*Your task*
Find the line holding "pub fn read_feature_table<P: AsRef<Path>>(path: P)" in the entries below. Give it again exactly, along with every line after it up to and including the line holding "from any reader".

*Raw data*
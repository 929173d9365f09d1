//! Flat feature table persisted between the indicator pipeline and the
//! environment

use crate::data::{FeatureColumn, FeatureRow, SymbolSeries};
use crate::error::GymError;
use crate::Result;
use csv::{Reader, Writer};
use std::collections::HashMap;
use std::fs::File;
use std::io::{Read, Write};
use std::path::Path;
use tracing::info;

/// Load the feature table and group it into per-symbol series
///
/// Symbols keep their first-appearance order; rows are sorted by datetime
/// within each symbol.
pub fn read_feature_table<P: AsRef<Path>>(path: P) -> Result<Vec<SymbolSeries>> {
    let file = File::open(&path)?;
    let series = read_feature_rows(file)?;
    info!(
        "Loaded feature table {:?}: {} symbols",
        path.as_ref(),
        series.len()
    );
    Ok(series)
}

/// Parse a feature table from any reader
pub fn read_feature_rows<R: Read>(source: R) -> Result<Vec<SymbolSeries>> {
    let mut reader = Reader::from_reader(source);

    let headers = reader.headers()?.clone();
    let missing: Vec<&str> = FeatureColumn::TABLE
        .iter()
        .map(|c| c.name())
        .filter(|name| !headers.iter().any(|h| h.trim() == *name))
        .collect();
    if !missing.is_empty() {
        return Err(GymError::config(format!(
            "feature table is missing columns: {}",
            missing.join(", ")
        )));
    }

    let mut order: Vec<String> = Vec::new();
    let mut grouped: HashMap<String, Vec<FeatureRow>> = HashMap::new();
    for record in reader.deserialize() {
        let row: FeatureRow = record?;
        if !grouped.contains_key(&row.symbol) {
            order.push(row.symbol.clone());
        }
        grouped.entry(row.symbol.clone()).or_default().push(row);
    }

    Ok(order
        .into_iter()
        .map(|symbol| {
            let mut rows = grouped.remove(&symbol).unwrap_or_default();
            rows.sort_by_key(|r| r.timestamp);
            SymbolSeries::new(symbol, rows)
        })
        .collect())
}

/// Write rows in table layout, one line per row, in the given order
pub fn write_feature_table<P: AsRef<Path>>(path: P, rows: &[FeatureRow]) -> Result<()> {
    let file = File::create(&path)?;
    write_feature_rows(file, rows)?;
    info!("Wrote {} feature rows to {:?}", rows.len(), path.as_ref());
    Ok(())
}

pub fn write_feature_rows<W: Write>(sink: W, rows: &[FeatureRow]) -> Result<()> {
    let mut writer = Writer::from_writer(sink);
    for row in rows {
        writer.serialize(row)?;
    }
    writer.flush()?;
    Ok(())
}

*Output below*
pub fn read_feature_table<P: AsRef<Path>>(path: P) -> Result<Vec<SymbolSeries>> {
    let file = File::open(&path)?;
    let series = read_feature_rows(file)?;
    info!(
        "Loaded feature table {:?}: {} symbols",
        path.as_ref(),
        series.len()
    );
    Ok(series)
}

/// Parse a feature table from any reader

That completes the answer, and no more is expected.